At the same time that this starts one of my other favorite summer shows is coming to a close. By early August most of the lightning bugs are gone for the year. I will spend the next 3 seasons missing their faerie light illumination. Their place in the insect kingdom is taken by the cicadas who really start tuning up their daytime song.

Late summer is also the time for our attention to turn to apples. With apple butter coming at the end of October, if we don’t start canning applesauce now the battle will be well and truly lost. Our usual start comes with the Summer Rambos and Ginger Golds. This year we were very pleased that it started nearly a month early with the first Transparents from our very own orchard. It won’t be to many more years before we can starting putting up gallons of Transparent, Carolina Red June and Pristine to take some of the pressure off of the early August harvest.

Now is also the time for the last big push to plant veggies for this year. Certainly we will be planting garlic and onions in another month, but those treasures will hibernate through the winter before we see them again in the spring. Now is the time for turnip, radish, late spinach and collard green. These will see us through the winter to come.

Well, enough time on the computer, there are chores that need done, fall we be on us before we know it.

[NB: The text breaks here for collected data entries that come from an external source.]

/// Like [`parse`], but also resolves dotted field references into
/// `Join`s against real relationship metadata, per spec.md §4.1
/// "Relationship resolution". Missing relationships are a parse-time
/// *warning*, not a hard error (downstream stages raise `MetadataError`).
pub fn parse_with_metadata(text: &str, metadata: &dyn MetadataProvider) -> PResult<Query> {
    let mut query = parse(text)?;
    if let Ok(obj_meta) = metadata.get(&query.from_object) {
        let mut resolved = Vec::new();
        for join in query.joins.drain(..) {
            match obj_meta.relationship(&join.relationship_name) {
                Some(rel) => resolved.push(Join {
                    relationship_name: rel.name.clone(),
                    target_object: rel.target_object.clone(),
                    foreign_key: rel.foreign_key.clone(),
                    primary_key: rel.referenced_key.clone(),
                    join_type: JoinType::Left,
                    estimated_row_count: 0,
                    selectivity: 1.0,
                }),
                None => {
                    log::warn!(
                        "query references unknown relationship {:?} on object {}; leaving unresolved",
                        join.relationship_name,
                        query.from_object
                    );
                }
            }
        }
        query.joins = resolved;
    }
    Ok(query)
}

fn parse_uint(text: &str) -> PResult<u64> {
    text.trim()
        .parse::<u64>()
        .map_err(|_| ParseError::new(format!("expected an integer, got {text:?}")))
}

/// Parses the comma-separated `SELECT` list per spec.md §4.1.
fn parse_select_list(text: &str) -> PResult<Vec<Field>> {
    let items = split_top_level(text, ',');
    let mut fields = Vec::with_capacity(items.len());
    for item in items {
        fields.push(parse_select_item(&item)?);
    }
    Ok(fields)
}

fn parse_select_item(item: &str) -> PResult<Field> {
    let item = item.trim();

    if item.starts_with('(') {
        let inner = strip_outer_parens(item);
        if find_top_level_keyword(inner, "SELECT") == Some(0) {
            let (subquery, alias) = split_trailing_alias_after_subquery(inner)?;
            let query = parse(subquery)?;
            return Ok(Field::Subquery { query: Box::new(query), alias });
        }
    }

    if let Some(agg) = try_parse_aggregate(item)? {
        return Ok(agg);
    }

    parse_plain_field(item)
}

const AGGREGATE_FNS: [(&str, AggregateFn); 5] = [
    ("COUNT", AggregateFn::Count),
    ("SUM", AggregateFn::Sum),
    ("AVG", AggregateFn::Avg),
    ("MIN", AggregateFn::Min),
    ("MAX", AggregateFn::Max),
];

fn try_parse_aggregate(item: &str) -> PResult<Option<Field>> {
    for (name, func) in AGGREGATE_FNS {
        let upper = item.to_ascii_uppercase();
        if let Some(rest) = upper.strip_prefix(name) {
            let rest = rest.trim_start();
            if !rest.starts_with('(') {
                continue;
            }
            // re-slice the *original* (not uppercased) text at the matching offset
            let open = item[name.len()..].find('(').unwrap() + name.len();
            let close = find_matching_close_paren(item, open)
                .ok_or_else(|| ParseError::new(format!("unbalanced parentheses in {item:?}")))?;
            let arg_and_alias = item[close + 1..].trim();
            let alias = parse_trailing_alias(arg_and_alias);
            let inner = item[open + 1..close].trim();

            let (func, arg) = if func == AggregateFn::Count
                && inner.to_ascii_uppercase().starts_with("DISTINCT")
            {
                let arg_text = inner["DISTINCT".len()..].trim();
                (AggregateFn::CountDistinct, non_star_field(arg_text))
            } else {
                (func, non_star_field(inner))
            };

            return Ok(Some(Field::Aggregate {
                aggregate: Aggregate { function: func, arg },
                alias,
            }));
        }
    }
    Ok(None)
}

fn non_star_field(text: &str) -> Option<FieldName> {
    let text = text.trim();
    if text.is_empty() || text == "*" {
        None
    } else {
        Some(FieldName::new(text))
    }
}

fn find_matching_close_paren(text: &str, open_idx: usize) -> Option<usize> {
    let bytes = text.as_bytes();
    let mut depth = 0i32;
    for (i, &b) in bytes.iter().enumerate().skip(open_idx) {
        match b {
            b'(' => depth += 1,
            b')' => {
                depth -= 1;
                if depth == 0 {
                    return Some(i);
                }
            }
            _ => {}
        }
    }
    None
}

/// Parses an optional trailing `AS alias` or bare alias token.
fn parse_trailing_alias(text: &str) -> Option<String> {
    let text = text.trim();
    if text.is_empty() {
        return None;
    }
    let upper = text.to_ascii_uppercase();
    if let Some(stripped) = upper.strip_prefix("AS ") {
        let alias = text[text.len() - stripped.len()..].trim();
        return Some(alias.to_string());
    }
    Some(text.to_string())
}

fn split_trailing_alias_after_subquery(inner: &str) -> PResult<(&str, Option<String>)> {
    // inner already has outer parens stripped; a subquery field has no
    // trailing alias text beyond the closing paren that was stripped, so
    // this is a no-op hook kept for symmetry with aggregate/plain parsing.
    Ok((inner, None))
}

fn parse_plain_field(item: &str) -> PResult<Field> {
    let item = item.trim();
    if item.is_empty() {
        return Err(ParseError::new("empty field reference in SELECT list"));
    }
    // split off a trailing alias: "Name alias" or "Name AS alias"
    let parts = split_top_level(item, ' ');
    let parts: Vec<&str> = parts.iter().map(String::as_str).filter(|p| !p.is_empty()).collect();
    match parts.as_slice() {
        [name] => Ok(Field::Plain { name: FieldName::new(*name), alias: None }),
        [name, "AS" | "as", alias] => {
            Ok(Field::Plain { name: FieldName::new(*name), alias: Some(alias.to_string()) })
        }
        [name, alias] => Ok(Field::Plain { name: FieldName::new(*name), alias: Some(alias.to_string()) }),
        _ => Err(ParseError::new(format!("could not parse field reference {item:?}"))),
    }
}

/// Parses the `where`/`having` expression recursively (spec.md §4.1).
fn parse_condition(text: &str) -> PResult<Condition> {
    let text = strip_outer_parens(text);
    if text.is_empty() {
        return Err(ParseError::new("empty condition"));
    }

    if let Some((idx, is_and)) = find_leftmost_logical_op(text) {
        let kw_len = if is_and { 3 } else { 2 };
        let left = text[..idx].trim();
        let right = text[idx + kw_len..].trim();
        let left = parse_condition(left)?;
        let right = parse_condition(right)?;
        let op = if is_and { LogicalOp::And } else { LogicalOp::Or };
        return Ok(Condition::Logical { op, left: Box::new(left), right: Box::new(right) });
    }

    parse_predicate(text)
}

fn parse_predicate(text: &str) -> PResult<Condition> {
    let text = text.trim();

    // IS [NOT] NULL
    if let Some(idx) = find_top_level_keyword(text, "IS") {
        let field = text[..idx].trim();
        let tail = text[idx + 2..].trim().to_ascii_uppercase();
        let op = if tail.strip_prefix("NOT").is_some() {
            CompareOp::IsNotNull
        } else {
            CompareOp::IsNull
        };
        return Ok(Condition::Leaf { field: FieldName::new(field), op, operand: Operand::None });
    }

    // [NOT] IN (...)
    if let Some(idx) = find_top_level_keyword(text, "IN") {
        let (field_part, negated) = {
            let before = text[..idx].trim();
            if let Some(stripped) = before.strip_suffix("NOT") {
                (stripped.trim(), true)
            } else if before.to_ascii_uppercase().ends_with("NOT") {
                (before[..before.len() - 3].trim(), true)
            } else {
                (before, false)
            }
        };
        let after = text[idx + 2..].trim();
        if !after.starts_with('(') || !after.ends_with(')') {
            return Err(ParseError::new("expected parenthesized list after IN"));
        }
        let inner = &after[1..after.len() - 1];
        let op = if negated { CompareOp::NotIn } else { CompareOp::In };
        let operand = if find_top_level_keyword(inner.trim(), "SELECT") == Some(0) {
            Operand::Subquery(Box::new(parse(inner.trim())?))
        } else {
            let values = split_top_level(inner, ',')
                .into_iter()
                .filter(|s| !s.is_empty())
                .map(|s| parse_literal(s.trim()))
                .collect();
            Operand::List(values)
        };
        return Ok(Condition::Leaf { field: FieldName::new(field_part), op, operand });
    }

    // LIKE
    if let Some(idx) = find_top_level_keyword(text, "LIKE") {
        let field = text[..idx].trim();
        let value_text = text[idx + 4..].trim();
        let value = parse_literal(value_text);
        let pattern = match &value {
            Value::Str(s) => s.clone(),
            other => other.to_string(),
        };
        let starts_pct = pattern.starts_with('%');
        let ends_pct = pattern.ends_with('%') && pattern.len() > 1;
        let op = match (starts_pct, ends_pct) {
            (true, true) => CompareOp::Contains,
            (false, true) => CompareOp::StartsWith,
            (true, false) => CompareOp::EndsWith,
            (false, false) => CompareOp::Like,
        };
        let stripped = pattern.trim_matches('%').to_string();
        return Ok(Condition::Leaf {
            field: FieldName::new(field),
            op,
            operand: Operand::Scalar(Value::Str(stripped)),
        });
    }

    // binary comparison operators, longest-match first so `<=` isn't cut by `<`
    const OPS: [(&str, CompareOp); 7] = [
        ("!=", CompareOp::Ne),
        ("<>", CompareOp::Ne),
        ("<=", CompareOp::Le),
        (">=", CompareOp::Ge),
        ("=", CompareOp::Eq),
        ("<", CompareOp::Lt),
        (">", CompareOp::Gt),
    ];
    for (token, op) in OPS {
        if let Some(idx) = find_top_level_substr(text, token) {
            let field = text[..idx].trim();
            let value_text = text[idx + token.len()..].trim();
            if field.is_empty() || value_text.is_empty() {
                continue;
            }
            return Ok(Condition::Leaf {
                field: FieldName::new(field),
                op,
                operand: Operand::Scalar(parse_literal(value_text)),
            });
        }
    }

    Err(ParseError::new(format!("could not parse predicate {text:?}")))
}

fn parse_group_by(text: &str) -> Vec<FieldName> {
    split_top_level(text, ',')
        .into_iter()
        .filter(|s| !s.is_empty())
        .map(|s| FieldName::new(s.trim()))
        .collect()
}

fn parse_order_by(text: &str) -> PResult<Vec<Order>> {
    split_top_level(text, ',')
        .into_iter()
        .filter(|s| !s.is_empty())
        .map(|item| parse_order_item(item.trim()))
        .collect()
}

fn parse_order_item(item: &str) -> PResult<Order> {
    let tokens: Vec<&str> = item.split_whitespace().collect();
    if tokens.is_empty() {
        return Err(ParseError::new("empty ORDER BY item"));
    }
    let field = FieldName::new(tokens[0]);
    let mut direction = SortDirection::Asc;
    let mut nulls = NullsOrder::Last;

    let mut i = 1;
    while i < tokens.len() {
        match tokens[i].to_ascii_uppercase().as_str() {
            "ASC" => direction = SortDirection::Asc,
            "DESC" => direction = SortDirection::Desc,
            "NULLS" => {
                if let Some(next) = tokens.get(i + 1) {
                    match next.to_ascii_uppercase().as_str() {
                        "FIRST" => nulls = NullsOrder::First,
                        "LAST" => nulls = NullsOrder::Last,
                        other => return Err(ParseError::new(format!("expected FIRST/LAST after NULLS, got {other:?}"))),
                    }
                    i += 1;
                }
            }
            other => return Err(ParseError::new(format!("unexpected token {other:?} in ORDER BY"))),
        }
        i += 1;
    }

    Ok(Order { field, direction, nulls })
}

/// Scans `SELECT` fields for dotted references and materializes a [`Join`]
/// placeholder per distinct leading segment (spec.md §4.1). These are
/// unresolved stubs (no real FK/PK yet); [`parse_with_metadata`] fills
/// them in against real relationship metadata.
fn resolve_dotted_joins(query: &mut Query) {
    let mut seen = std::collections::HashSet::new();
    let mut dotted_names: Vec<FieldName> = Vec::new();

    let mut collect = |name: &FieldName| {
        if let Some(prefix) = name.relationship_prefix() {
            if seen.insert(prefix.to_string()) {
                dotted_names.push(name.clone());
            }
        }
    };

    for field in &query.fields {
        if let Field::Plain { name, .. } = field {
            collect(name);
        }
    }
    if let Some(where_clause) = &query.where_clause {
        for f in where_clause.referenced_fields() {
            collect(f);
        }
    }

    for name in dotted_names {
        let prefix = name.relationship_prefix().unwrap().to_string();
        query.joins.push(Join {
            relationship_name: prefix,
            target_object: ObjName::new(""),
            foreign_key: String::new(),
            primary_key: String::new(),
            join_type: JoinType::Left,
            estimated_row_count: 0,
            selectivity: 1.0,
        });
    }
}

May the blessings of the season be upon you.

Blue Faerie Farm

Ray & Jan
01:57 PM EDT
 

Wile E or one of his kin

So Sunday morning I am out digging some fingerlings and picking our first zucchini of the season to take to market over at Urbana. We have some real pretty cocozelle and ronde de nice coming in right now. After all of the deer we chased Saturday evening, I was on the lookout for anything else that might be out and about. Some movement caught my eye up in the neighbor's hay field behind us. While I have seen them in the region and heard of them within a few miles of us, the coyote hunting in the field took me a little by surprise. He wasn't paying me any particular attention and really was a couple hundred yards from our property line.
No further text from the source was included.